*Exercise*
Output every record below exactly.

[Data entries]

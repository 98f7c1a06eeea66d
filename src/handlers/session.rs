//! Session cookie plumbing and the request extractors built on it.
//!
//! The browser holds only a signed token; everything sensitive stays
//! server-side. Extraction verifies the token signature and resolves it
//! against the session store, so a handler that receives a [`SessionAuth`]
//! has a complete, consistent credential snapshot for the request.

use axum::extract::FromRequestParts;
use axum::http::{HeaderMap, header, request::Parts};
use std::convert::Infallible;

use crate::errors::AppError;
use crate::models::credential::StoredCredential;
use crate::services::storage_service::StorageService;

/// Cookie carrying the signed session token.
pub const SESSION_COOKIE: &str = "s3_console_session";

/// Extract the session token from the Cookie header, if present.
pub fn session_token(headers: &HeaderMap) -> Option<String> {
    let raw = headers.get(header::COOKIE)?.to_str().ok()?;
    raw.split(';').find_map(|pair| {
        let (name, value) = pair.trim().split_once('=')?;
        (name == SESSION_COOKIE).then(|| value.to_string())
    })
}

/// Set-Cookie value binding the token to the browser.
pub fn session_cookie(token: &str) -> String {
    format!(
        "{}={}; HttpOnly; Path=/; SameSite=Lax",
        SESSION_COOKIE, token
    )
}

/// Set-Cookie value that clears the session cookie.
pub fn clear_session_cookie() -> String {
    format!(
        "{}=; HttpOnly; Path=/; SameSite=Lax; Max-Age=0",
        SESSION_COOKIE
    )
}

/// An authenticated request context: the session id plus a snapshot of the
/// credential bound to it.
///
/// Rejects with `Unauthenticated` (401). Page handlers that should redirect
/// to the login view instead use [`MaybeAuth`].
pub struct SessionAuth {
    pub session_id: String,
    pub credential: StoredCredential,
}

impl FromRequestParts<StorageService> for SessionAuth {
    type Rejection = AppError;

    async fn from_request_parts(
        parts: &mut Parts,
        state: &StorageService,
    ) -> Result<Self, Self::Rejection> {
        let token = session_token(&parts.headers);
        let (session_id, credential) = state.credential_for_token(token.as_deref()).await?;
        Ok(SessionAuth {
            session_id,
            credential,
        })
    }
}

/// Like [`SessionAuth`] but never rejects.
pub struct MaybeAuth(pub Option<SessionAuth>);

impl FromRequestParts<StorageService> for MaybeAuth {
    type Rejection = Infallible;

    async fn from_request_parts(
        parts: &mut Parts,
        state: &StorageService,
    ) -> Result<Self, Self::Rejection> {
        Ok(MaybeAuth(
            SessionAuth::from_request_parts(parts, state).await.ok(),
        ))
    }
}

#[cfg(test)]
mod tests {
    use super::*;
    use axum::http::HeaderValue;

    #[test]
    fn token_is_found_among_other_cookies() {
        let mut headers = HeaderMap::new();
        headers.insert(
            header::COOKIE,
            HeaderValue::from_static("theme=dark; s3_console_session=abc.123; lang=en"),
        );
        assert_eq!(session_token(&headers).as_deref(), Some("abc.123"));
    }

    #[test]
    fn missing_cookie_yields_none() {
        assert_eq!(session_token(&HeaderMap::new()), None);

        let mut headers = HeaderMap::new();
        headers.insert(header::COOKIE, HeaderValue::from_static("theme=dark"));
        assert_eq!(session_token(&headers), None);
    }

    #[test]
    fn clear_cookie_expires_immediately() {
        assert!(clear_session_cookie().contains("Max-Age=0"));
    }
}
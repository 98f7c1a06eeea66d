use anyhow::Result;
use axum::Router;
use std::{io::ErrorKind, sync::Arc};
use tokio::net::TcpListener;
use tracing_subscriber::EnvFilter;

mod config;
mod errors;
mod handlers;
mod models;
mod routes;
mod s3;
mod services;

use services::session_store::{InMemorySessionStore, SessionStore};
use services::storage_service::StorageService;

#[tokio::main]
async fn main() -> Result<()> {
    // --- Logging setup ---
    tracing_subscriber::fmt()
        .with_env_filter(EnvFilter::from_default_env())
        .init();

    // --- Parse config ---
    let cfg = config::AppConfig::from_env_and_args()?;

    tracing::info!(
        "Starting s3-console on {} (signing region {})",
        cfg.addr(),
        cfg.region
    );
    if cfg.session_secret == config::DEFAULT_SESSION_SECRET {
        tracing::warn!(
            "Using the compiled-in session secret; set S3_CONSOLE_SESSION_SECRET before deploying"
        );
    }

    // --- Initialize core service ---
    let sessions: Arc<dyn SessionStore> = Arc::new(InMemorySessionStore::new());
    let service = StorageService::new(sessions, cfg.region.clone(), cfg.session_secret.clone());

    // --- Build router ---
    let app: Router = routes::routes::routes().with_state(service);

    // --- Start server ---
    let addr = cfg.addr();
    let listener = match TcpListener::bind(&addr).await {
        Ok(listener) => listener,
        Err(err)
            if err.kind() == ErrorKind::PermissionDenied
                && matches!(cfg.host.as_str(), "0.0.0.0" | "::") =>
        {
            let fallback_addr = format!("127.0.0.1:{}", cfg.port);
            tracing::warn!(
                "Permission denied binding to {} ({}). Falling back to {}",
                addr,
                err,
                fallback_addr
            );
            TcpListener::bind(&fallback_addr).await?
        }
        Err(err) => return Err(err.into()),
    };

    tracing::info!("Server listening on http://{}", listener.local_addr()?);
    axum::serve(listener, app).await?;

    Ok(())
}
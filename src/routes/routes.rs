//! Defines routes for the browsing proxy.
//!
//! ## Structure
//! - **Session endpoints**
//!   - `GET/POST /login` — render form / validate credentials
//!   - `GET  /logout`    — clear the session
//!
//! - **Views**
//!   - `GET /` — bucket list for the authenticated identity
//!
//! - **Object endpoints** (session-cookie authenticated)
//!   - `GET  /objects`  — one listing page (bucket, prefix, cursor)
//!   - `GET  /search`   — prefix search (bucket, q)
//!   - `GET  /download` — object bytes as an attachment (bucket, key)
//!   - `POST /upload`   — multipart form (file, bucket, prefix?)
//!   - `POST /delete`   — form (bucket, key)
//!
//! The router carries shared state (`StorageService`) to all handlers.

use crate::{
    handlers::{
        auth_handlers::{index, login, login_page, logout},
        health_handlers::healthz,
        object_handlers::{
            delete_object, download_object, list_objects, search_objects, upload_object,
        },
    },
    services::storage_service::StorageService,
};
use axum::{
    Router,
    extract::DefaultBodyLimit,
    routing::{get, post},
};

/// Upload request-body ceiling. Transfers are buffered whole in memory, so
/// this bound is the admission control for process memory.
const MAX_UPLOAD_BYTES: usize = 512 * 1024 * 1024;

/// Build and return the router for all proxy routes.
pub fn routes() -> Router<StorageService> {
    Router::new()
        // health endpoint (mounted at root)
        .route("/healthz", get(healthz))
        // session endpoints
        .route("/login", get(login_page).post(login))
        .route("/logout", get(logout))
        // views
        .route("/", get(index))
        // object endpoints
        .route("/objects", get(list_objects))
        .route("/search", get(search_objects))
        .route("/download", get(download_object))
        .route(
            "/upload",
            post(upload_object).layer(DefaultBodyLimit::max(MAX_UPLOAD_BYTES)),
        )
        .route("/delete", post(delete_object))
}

*Reply to the task*
repository 98f7c1a06eeea66d
filename src/handlers/session.rs
//! Session cookie plumbing and the request extractors built on it.
//!
//! The browser holds only a signed token; everything sensitive stays
//! server-side. Extraction verifies the token signature and resolves it
//! against the session store, so a handler that receives a [`SessionAuth`]
//! has a complete, consistent credential snapshot for the request.

use axum::extract::FromRequestParts;
use axum::http::{HeaderMap, header, request::Parts};
use std::convert::Infallible;

use crate::errors::AppError;
use crate::models::credential::StoredCredential;
use crate::services::storage_service::StorageService;

/// Cookie carrying the signed session token.
pub const SESSION_COOKIE: &str = "s3_console_session";

/// Extract the session token from the Cookie header, if present.
pub fn session_token(headers: &HeaderMap) -> Option<String> {
    let raw = headers.get(header::COOKIE)?.to_str().ok()?;
    raw.split(';').find_map(|pair| {
        let (name, value) = pair.trim().split_once('=')?;
        (name == SESSION_COOKIE).then(|| value.to_string())
    })
}

/// Set-Cookie value binding the token to the browser.
pub fn session_cookie(token: &str) -> String {
    format!(
        "{}={}; HttpOnly; Path=/; SameSite=Lax",
        SESSION_COOKIE, token
    )
}

/// Set-Cookie value that clears the session cookie.
pub fn clear_session_cookie() -> String {
    format!(
        "{}=; HttpOnly; Path=/; SameSite=Lax; Max-Age=0",
        SESSION_COOKIE
    )
}

/// An authenticated request context: the session id plus a snapshot of the
/// credential bound to it.
///
/// Rejects with `Unauthenticated` (401). Page handlers that should redirect
/// to the login view instead use [`MaybeAuth`].
pub struct SessionAuth {
    pub session_id: String,
    pub credential: StoredCredential,
}

impl FromRequestParts<StorageService> for SessionAuth {
    type Rejection = AppError;

    async fn from_request_parts(
        parts: &mut Parts,
        state: &StorageService,
    ) -> Result<Self, Self::Rejection> {
        let token = session_token(&parts.headers);
        let (session_id, credential) = state.credential_for_token(token.as_deref()).await?;
        Ok(SessionAuth {
            session_id,
            credential,
        })
    }
}

/// Like [`SessionAuth`] but never rejects.
pub struct MaybeAuth(pub Option<SessionAuth>);

impl FromRequestParts<StorageService> for MaybeAuth {
    type Rejection = Infallible;

    async fn from_request_parts(
        parts: &mut Parts,
        state: &StorageService,
    ) -> Result<Self, Self::Rejection> {
        Ok(MaybeAuth(
            SessionAuth::from_request_parts(parts, state).await.ok(),
        ))
    }
}

#[cfg(test)]
mod tests {
    use super::*;
    use axum::http::HeaderValue;

    #[test]
    fn token_is_found_among_other_cookies() {
        let mut headers = HeaderMap::new();
        headers.insert(
            header::COOKIE,
            HeaderValue::from_static("theme=dark; s3_console_session=abc.123; lang=en"),
        );
        assert_eq!(session_token(&headers).as_deref(), Some("abc.123"));
    }

    #[test]
    fn missing_cookie_yields_none() {
        assert_eq!(session_token(&HeaderMap::new()), None);

        let mut headers = HeaderMap::new();
        headers.insert(header::COOKIE, HeaderValue::from_static("theme=dark"));
        assert_eq!(session_token(&headers), None);
    }

    #[test]
    fn clear_cookie_expires_immediately() {
        assert!(clear_session_cookie().contains("Max-Age=0"));
    }
}
repository 98f7c1a06eeea66d
use anyhow::Result;
use axum::Router;
use std::{io::ErrorKind, sync::Arc};
use tokio::net::TcpListener;
use tracing_subscriber::EnvFilter;

mod config;
mod errors;
mod handlers;
mod models;
mod routes;
mod s3;
mod services;

use services::session_store::{InMemorySessionStore, SessionStore};
use services::storage_service::StorageService;

#[tokio::main]
async fn main() -> Result<()> {
    // --- Logging setup ---
    tracing_subscriber::fmt()
        .with_env_filter(EnvFilter::from_default_env())
        .init();

    // --- Parse config ---
    let cfg = config::AppConfig::from_env_and_args()?;

    tracing::info!(
        "Starting s3-console on {} (signing region {})",
        cfg.addr(),
        cfg.region
    );
    if cfg.session_secret == config::DEFAULT_SESSION_SECRET {
        tracing::warn!(
            "Using the compiled-in session secret; set S3_CONSOLE_SESSION_SECRET before deploying"
        );
    }

    // --- Initialize core service ---
    let sessions: Arc<dyn SessionStore> = Arc::new(InMemorySessionStore::new());
    let service = StorageService::new(sessions, cfg.region.clone(), cfg.session_secret.clone());

    // --- Build router ---
    let app: Router = routes::routes::routes().with_state(service);

    // --- Start server ---
    let addr = cfg.addr();
    let listener = match TcpListener::bind(&addr).await {
        Ok(listener) => listener,
        Err(err)
            if err.kind() == ErrorKind::PermissionDenied
                && matches!(cfg.host.as_str(), "0.0.0.0" | "::") =>
        {
            let fallback_addr = format!("127.0.0.1:{}", cfg.port);
            tracing::warn!(
                "Permission denied binding to {} ({}). Falling back to {}",
                addr,
                err,
                fallback_addr
            );
            TcpListener::bind(&fallback_addr).await?
        }
        Err(err) => return Err(err.into()),
    };

    tracing::info!("Server listening on http://{}", listener.local_addr()?);
    axum::serve(listener, app).await?;

    Ok(())
}
filename src/routes/routes.rs
//! Defines routes for the browsing proxy.
//!
//! ## Structure
//! - **Session endpoints**
//!   - `GET/POST /login` — render form / validate credentials
//!   - `GET  /logout`    — clear the session
//!
//! - **Views**
//!   - `GET /` — bucket list for the authenticated identity
//!
//! - **Object endpoints** (session-cookie authenticated)
//!   - `GET  /objects`  — one listing page (bucket, prefix, cursor)
//!   - `GET  /search`   — prefix search (bucket, q)
//!   - `GET  /download` — object bytes as an attachment (bucket, key)
//!   - `POST /upload`   — multipart form (file, bucket, prefix?)
//!   - `POST /delete`   — form (bucket, key)
//!
//! The router carries shared state (`StorageService`) to all handlers.

use crate::{
    handlers::{
        auth_handlers::{index, login, login_page, logout},
        health_handlers::healthz,
        object_handlers::{
            delete_object, download_object, list_objects, search_objects, upload_object,
        },
    },
    services::storage_service::StorageService,
};
use axum::{
    Router,
    extract::DefaultBodyLimit,
    routing::{get, post},
};

/// Upload request-body ceiling. Transfers are buffered whole in memory, so
/// this bound is the admission control for process memory.
const MAX_UPLOAD_BYTES: usize = 512 * 1024 * 1024;

/// Build and return the router for all proxy routes.
pub fn routes() -> Router<StorageService> {
    Router::new()
        // health endpoint (mounted at root)
        .route("/healthz", get(healthz))
        // session endpoints
        .route("/login", get(login_page).post(login))
        .route("/logout", get(logout))
        // views
        .route("/", get(index))
        // object endpoints
        .route("/objects", get(list_objects))
        .route("/search", get(search_objects))
        .route("/download", get(download_object))
        .route(
            "/upload",
            post(upload_object).layer(DefaultBodyLimit::max(MAX_UPLOAD_BYTES)),
        )
        .route("/delete", post(delete_object))
}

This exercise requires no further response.